[Exercise]:
Nothing but the records, repeated exactly, should form the response.

[Saved entries]:
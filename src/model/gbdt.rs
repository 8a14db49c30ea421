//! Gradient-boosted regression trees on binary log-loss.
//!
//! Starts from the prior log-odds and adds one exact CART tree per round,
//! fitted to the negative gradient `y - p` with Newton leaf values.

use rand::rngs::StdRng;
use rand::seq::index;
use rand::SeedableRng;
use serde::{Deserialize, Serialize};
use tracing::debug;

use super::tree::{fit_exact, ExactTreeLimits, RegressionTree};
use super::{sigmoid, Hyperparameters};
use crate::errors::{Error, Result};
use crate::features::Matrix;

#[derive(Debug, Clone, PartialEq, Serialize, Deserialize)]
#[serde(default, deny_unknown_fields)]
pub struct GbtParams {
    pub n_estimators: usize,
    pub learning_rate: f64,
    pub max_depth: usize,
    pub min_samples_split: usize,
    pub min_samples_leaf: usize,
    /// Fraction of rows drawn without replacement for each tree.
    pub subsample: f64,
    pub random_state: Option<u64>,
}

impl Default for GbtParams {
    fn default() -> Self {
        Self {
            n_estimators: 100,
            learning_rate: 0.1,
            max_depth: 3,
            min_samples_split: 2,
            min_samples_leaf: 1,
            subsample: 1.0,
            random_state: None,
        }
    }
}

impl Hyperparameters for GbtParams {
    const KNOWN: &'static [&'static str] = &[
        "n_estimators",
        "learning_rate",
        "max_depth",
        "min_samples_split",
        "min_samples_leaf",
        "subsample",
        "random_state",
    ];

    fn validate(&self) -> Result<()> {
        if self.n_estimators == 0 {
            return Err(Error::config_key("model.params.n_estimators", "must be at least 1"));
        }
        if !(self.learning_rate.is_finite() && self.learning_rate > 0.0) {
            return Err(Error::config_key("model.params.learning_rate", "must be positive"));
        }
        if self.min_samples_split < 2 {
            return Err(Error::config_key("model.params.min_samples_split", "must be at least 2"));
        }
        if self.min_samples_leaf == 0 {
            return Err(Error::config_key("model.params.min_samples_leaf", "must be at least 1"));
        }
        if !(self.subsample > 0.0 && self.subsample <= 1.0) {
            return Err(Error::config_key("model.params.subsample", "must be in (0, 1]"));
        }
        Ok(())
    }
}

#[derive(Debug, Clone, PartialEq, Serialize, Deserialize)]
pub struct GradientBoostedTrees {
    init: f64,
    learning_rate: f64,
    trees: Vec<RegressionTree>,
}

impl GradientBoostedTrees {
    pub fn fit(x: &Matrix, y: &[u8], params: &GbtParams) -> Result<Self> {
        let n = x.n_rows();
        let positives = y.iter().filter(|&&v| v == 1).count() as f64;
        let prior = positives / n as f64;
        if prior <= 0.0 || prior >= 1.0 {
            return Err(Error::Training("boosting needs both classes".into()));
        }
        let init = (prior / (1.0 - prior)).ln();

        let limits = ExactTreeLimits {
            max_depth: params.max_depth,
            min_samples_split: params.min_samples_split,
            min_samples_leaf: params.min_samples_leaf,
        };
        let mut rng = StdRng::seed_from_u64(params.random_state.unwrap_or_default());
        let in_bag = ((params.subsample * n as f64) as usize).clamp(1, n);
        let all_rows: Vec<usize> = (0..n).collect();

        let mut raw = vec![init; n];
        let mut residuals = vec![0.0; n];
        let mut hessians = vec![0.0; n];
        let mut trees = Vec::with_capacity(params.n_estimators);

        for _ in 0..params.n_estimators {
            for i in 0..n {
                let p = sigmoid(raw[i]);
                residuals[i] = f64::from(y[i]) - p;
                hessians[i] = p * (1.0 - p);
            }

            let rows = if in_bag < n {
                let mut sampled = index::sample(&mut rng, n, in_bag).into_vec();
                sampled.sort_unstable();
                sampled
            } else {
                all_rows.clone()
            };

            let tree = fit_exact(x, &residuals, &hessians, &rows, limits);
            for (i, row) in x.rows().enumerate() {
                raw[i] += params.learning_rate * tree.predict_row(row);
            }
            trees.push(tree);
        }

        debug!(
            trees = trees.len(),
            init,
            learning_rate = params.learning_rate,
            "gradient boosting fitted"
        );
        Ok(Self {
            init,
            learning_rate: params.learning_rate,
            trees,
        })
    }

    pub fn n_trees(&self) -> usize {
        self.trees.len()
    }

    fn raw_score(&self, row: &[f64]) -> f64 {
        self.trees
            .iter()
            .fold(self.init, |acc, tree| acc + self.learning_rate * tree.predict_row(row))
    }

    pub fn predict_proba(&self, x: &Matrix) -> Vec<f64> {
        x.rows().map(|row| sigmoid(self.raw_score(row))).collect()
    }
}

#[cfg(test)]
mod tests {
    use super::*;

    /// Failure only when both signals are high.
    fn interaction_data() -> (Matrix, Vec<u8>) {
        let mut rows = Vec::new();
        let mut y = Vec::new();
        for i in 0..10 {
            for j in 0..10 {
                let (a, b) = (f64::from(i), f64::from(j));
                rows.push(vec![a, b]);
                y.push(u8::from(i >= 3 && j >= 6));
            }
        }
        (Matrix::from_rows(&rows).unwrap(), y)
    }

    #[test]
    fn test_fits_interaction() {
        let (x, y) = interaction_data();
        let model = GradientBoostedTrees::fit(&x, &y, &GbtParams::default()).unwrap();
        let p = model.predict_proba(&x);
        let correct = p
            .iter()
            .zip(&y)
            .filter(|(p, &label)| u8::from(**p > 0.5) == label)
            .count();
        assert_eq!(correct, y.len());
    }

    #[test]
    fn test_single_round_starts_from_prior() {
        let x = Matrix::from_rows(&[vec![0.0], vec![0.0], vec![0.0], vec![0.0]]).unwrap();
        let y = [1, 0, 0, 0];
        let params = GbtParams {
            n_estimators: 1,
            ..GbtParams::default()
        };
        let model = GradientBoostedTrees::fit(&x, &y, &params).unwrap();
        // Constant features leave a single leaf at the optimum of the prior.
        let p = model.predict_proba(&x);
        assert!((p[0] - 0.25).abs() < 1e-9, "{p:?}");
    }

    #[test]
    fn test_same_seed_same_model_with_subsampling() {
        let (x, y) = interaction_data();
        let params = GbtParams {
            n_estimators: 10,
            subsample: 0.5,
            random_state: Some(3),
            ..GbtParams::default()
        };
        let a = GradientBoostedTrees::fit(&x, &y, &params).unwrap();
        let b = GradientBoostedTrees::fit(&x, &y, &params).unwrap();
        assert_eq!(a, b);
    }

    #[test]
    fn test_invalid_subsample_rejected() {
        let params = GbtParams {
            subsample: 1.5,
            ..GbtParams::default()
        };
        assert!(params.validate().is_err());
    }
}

[Task solution]:
filename src/model/gbdt.rs
repository 8a14db49c30ea421
//! Gradient-boosted regression trees on binary log-loss.
//!
//! Starts from the prior log-odds and adds one exact CART tree per round,
//! fitted to the negative gradient `y - p` with Newton leaf values.

use rand::rngs::StdRng;
use rand::seq::index;
use rand::SeedableRng;
use serde::{Deserialize, Serialize};
use tracing::debug;

use super::tree::{fit_exact, ExactTreeLimits, RegressionTree};
use super::{sigmoid, Hyperparameters};
use crate::errors::{Error, Result};
use crate::features::Matrix;

#[derive(Debug, Clone, PartialEq, Serialize, Deserialize)]
#[serde(default, deny_unknown_fields)]
pub struct GbtParams {
    pub n_estimators: usize,
    pub learning_rate: f64,
    pub max_depth: usize,
    pub min_samples_split: usize,
    pub min_samples_leaf: usize,
    /// Fraction of rows drawn without replacement for each tree.
    pub subsample: f64,
    pub random_state: Option<u64>,
}

impl Default for GbtParams {
    fn default() -> Self {
        Self {
            n_estimators: 100,
            learning_rate: 0.1,
            max_depth: 3,
            min_samples_split: 2,
            min_samples_leaf: 1,
            subsample: 1.0,
            random_state: None,
        }
    }
}

impl Hyperparameters for GbtParams {
    const KNOWN: &'static [&'static str] = &[
        "n_estimators",
        "learning_rate",
        "max_depth",
        "min_samples_split",
        "min_samples_leaf",
        "subsample",
        "random_state",
    ];

    fn validate(&self) -> Result<()> {
        if self.n_estimators == 0 {
            return Err(Error::config_key("model.params.n_estimators", "must be at least 1"));
        }
        if !(self.learning_rate.is_finite() && self.learning_rate > 0.0) {
            return Err(Error::config_key("model.params.learning_rate", "must be positive"));
        }
        if self.min_samples_split < 2 {
            return Err(Error::config_key("model.params.min_samples_split", "must be at least 2"));
        }
        if self.min_samples_leaf == 0 {
            return Err(Error::config_key("model.params.min_samples_leaf", "must be at least 1"));
        }
        if !(self.subsample > 0.0 && self.subsample <= 1.0) {
            return Err(Error::config_key("model.params.subsample", "must be in (0, 1]"));
        }
        Ok(())
    }
}

#[derive(Debug, Clone, PartialEq, Serialize, Deserialize)]
pub struct GradientBoostedTrees {
    init: f64,
    learning_rate: f64,
    trees: Vec<RegressionTree>,
}

impl GradientBoostedTrees {
    pub fn fit(x: &Matrix, y: &[u8], params: &GbtParams) -> Result<Self> {
        let n = x.n_rows();
        let positives = y.iter().filter(|&&v| v == 1).count() as f64;
        let prior = positives / n as f64;
        if prior <= 0.0 || prior >= 1.0 {
            return Err(Error::Training("boosting needs both classes".into()));
        }
        let init = (prior / (1.0 - prior)).ln();

        let limits = ExactTreeLimits {
            max_depth: params.max_depth,
            min_samples_split: params.min_samples_split,
            min_samples_leaf: params.min_samples_leaf,
        };
        let mut rng = StdRng::seed_from_u64(params.random_state.unwrap_or_default());
        let in_bag = ((params.subsample * n as f64) as usize).clamp(1, n);
        let all_rows: Vec<usize> = (0..n).collect();

        let mut raw = vec![init; n];
        let mut residuals = vec![0.0; n];
        let mut hessians = vec![0.0; n];
        let mut trees = Vec::with_capacity(params.n_estimators);

        for _ in 0..params.n_estimators {
            for i in 0..n {
                let p = sigmoid(raw[i]);
                residuals[i] = f64::from(y[i]) - p;
                hessians[i] = p * (1.0 - p);
            }

            let rows = if in_bag < n {
                let mut sampled = index::sample(&mut rng, n, in_bag).into_vec();
                sampled.sort_unstable();
                sampled
            } else {
                all_rows.clone()
            };

            let tree = fit_exact(x, &residuals, &hessians, &rows, limits);
            for (i, row) in x.rows().enumerate() {
                raw[i] += params.learning_rate * tree.predict_row(row);
            }
            trees.push(tree);
        }

        debug!(
            trees = trees.len(),
            init,
            learning_rate = params.learning_rate,
            "gradient boosting fitted"
        );
        Ok(Self {
            init,
            learning_rate: params.learning_rate,
            trees,
        })
    }

    pub fn n_trees(&self) -> usize {
        self.trees.len()
    }

    fn raw_score(&self, row: &[f64]) -> f64 {
        self.trees
            .iter()
            .fold(self.init, |acc, tree| acc + self.learning_rate * tree.predict_row(row))
    }

    pub fn predict_proba(&self, x: &Matrix) -> Vec<f64> {
        x.rows().map(|row| sigmoid(self.raw_score(row))).collect()
    }
}

#[cfg(test)]
mod tests {
    use super::*;

    /// Failure only when both signals are high.
    fn interaction_data() -> (Matrix, Vec<u8>) {
        let mut rows = Vec::new();
        let mut y = Vec::new();
        for i in 0..10 {
            for j in 0..10 {
                let (a, b) = (f64::from(i), f64::from(j));
                rows.push(vec![a, b]);
                y.push(u8::from(i >= 3 && j >= 6));
            }
        }
        (Matrix::from_rows(&rows).unwrap(), y)
    }

    #[test]
    fn test_fits_interaction() {
        let (x, y) = interaction_data();
        let model = GradientBoostedTrees::fit(&x, &y, &GbtParams::default()).unwrap();
        let p = model.predict_proba(&x);
        let correct = p
            .iter()
            .zip(&y)
            .filter(|(p, &label)| u8::from(**p > 0.5) == label)
            .count();
        assert_eq!(correct, y.len());
    }

    #[test]
    fn test_single_round_starts_from_prior() {
        let x = Matrix::from_rows(&[vec![0.0], vec![0.0], vec![0.0], vec![0.0]]).unwrap();
        let y = [1, 0, 0, 0];
        let params = GbtParams {
            n_estimators: 1,
            ..GbtParams::default()
        };
        let model = GradientBoostedTrees::fit(&x, &y, &params).unwrap();
        // Constant features leave a single leaf at the optimum of the prior.
        let p = model.predict_proba(&x);
        assert!((p[0] - 0.25).abs() < 1e-9, "{p:?}");
    }

    #[test]
    fn test_same_seed_same_model_with_subsampling() {
        let (x, y) = interaction_data();
        let params = GbtParams {
            n_estimators: 10,
            subsample: 0.5,
            random_state: Some(3),
            ..GbtParams::default()
        };
        let a = GradientBoostedTrees::fit(&x, &y, &params).unwrap();
        let b = GradientBoostedTrees::fit(&x, &y, &params).unwrap();
        assert_eq!(a, b);
    }

    #[test]
    fn test_invalid_subsample_rejected() {
        let params = GbtParams {
            subsample: 1.5,
            ..GbtParams::default()
        };
        assert!(params.validate().is_err());
    }
}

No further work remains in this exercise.